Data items
..............................
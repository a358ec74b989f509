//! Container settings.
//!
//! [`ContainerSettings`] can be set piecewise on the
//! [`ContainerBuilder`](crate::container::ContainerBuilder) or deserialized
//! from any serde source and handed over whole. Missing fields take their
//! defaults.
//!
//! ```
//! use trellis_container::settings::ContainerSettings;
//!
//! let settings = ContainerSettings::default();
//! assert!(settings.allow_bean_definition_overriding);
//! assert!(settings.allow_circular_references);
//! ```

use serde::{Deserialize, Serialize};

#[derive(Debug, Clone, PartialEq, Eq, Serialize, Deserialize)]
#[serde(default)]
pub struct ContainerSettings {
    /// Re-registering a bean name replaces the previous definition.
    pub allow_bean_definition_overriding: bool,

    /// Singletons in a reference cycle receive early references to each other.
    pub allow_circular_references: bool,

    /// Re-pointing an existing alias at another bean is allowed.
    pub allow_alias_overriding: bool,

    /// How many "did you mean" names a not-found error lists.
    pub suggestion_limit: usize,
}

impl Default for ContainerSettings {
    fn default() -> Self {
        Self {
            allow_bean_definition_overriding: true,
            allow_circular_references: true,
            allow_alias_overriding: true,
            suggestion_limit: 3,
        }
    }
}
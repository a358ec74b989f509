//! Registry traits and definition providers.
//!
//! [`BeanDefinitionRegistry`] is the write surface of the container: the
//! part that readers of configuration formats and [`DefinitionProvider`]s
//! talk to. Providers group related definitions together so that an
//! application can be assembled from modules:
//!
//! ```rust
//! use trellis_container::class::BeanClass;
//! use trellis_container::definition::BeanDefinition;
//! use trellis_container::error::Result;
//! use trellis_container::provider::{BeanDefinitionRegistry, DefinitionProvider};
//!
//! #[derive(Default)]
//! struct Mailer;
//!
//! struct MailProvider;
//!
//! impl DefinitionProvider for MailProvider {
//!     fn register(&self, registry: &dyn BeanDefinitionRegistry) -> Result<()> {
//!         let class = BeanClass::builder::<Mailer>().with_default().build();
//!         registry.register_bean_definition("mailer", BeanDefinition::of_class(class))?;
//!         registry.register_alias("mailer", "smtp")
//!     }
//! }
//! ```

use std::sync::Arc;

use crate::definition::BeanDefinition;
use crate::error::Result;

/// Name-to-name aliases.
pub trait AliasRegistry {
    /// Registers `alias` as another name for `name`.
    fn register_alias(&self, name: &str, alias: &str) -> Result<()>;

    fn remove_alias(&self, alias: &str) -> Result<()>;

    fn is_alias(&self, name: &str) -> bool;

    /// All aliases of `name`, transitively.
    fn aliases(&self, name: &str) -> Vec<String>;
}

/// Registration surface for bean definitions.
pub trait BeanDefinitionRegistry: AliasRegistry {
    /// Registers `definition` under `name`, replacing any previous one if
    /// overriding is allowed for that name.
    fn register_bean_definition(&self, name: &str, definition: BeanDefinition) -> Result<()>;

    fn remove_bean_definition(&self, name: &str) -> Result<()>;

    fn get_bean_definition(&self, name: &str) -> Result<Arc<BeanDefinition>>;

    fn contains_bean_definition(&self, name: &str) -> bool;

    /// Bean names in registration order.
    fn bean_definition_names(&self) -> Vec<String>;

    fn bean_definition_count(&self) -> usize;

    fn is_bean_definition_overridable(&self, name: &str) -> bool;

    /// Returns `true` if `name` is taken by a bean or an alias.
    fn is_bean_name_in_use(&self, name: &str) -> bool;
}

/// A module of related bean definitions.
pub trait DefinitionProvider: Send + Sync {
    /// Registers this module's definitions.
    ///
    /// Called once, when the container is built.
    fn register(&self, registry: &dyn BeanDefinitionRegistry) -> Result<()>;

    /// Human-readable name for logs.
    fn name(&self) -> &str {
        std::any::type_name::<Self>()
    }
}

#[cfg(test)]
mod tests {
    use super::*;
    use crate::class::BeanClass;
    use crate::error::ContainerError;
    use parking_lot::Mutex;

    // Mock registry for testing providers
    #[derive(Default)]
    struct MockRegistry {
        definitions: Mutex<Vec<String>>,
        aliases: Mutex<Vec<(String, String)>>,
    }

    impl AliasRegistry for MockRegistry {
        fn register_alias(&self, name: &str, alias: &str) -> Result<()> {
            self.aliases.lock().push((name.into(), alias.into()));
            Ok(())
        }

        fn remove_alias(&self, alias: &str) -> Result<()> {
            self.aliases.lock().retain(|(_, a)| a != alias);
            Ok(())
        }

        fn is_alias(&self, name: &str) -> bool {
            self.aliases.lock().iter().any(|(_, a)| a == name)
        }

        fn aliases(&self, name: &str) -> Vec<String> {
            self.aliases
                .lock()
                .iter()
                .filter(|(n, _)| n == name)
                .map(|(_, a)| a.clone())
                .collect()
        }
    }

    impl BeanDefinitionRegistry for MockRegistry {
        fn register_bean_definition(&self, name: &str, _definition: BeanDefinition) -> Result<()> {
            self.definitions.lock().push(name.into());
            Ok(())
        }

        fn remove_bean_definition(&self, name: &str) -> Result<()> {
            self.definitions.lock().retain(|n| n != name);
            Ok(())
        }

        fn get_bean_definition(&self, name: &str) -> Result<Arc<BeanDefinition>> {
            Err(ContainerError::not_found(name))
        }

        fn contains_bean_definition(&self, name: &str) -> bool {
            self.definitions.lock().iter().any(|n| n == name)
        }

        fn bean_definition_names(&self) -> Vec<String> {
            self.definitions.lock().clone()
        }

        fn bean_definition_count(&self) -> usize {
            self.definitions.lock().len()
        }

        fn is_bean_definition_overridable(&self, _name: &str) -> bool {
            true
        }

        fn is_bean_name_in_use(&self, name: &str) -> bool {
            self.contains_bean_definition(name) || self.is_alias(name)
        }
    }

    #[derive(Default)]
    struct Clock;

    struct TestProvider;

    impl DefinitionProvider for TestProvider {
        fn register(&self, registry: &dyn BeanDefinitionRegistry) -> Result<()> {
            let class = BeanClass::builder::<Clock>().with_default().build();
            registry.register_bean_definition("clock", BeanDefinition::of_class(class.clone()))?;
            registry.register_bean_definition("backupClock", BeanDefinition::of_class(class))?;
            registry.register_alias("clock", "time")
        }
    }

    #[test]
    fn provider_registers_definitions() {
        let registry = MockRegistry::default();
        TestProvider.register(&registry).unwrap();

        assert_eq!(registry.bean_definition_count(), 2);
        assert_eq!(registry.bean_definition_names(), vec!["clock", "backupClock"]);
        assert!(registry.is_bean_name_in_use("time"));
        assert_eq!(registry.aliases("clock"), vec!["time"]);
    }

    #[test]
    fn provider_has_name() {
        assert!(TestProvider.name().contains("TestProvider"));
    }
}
..............................
**WHAT THE TASK REQUIRES**
In the records above, how many lines contain the word "struct"? State only the number.

**SOLVED PROBLEM**
6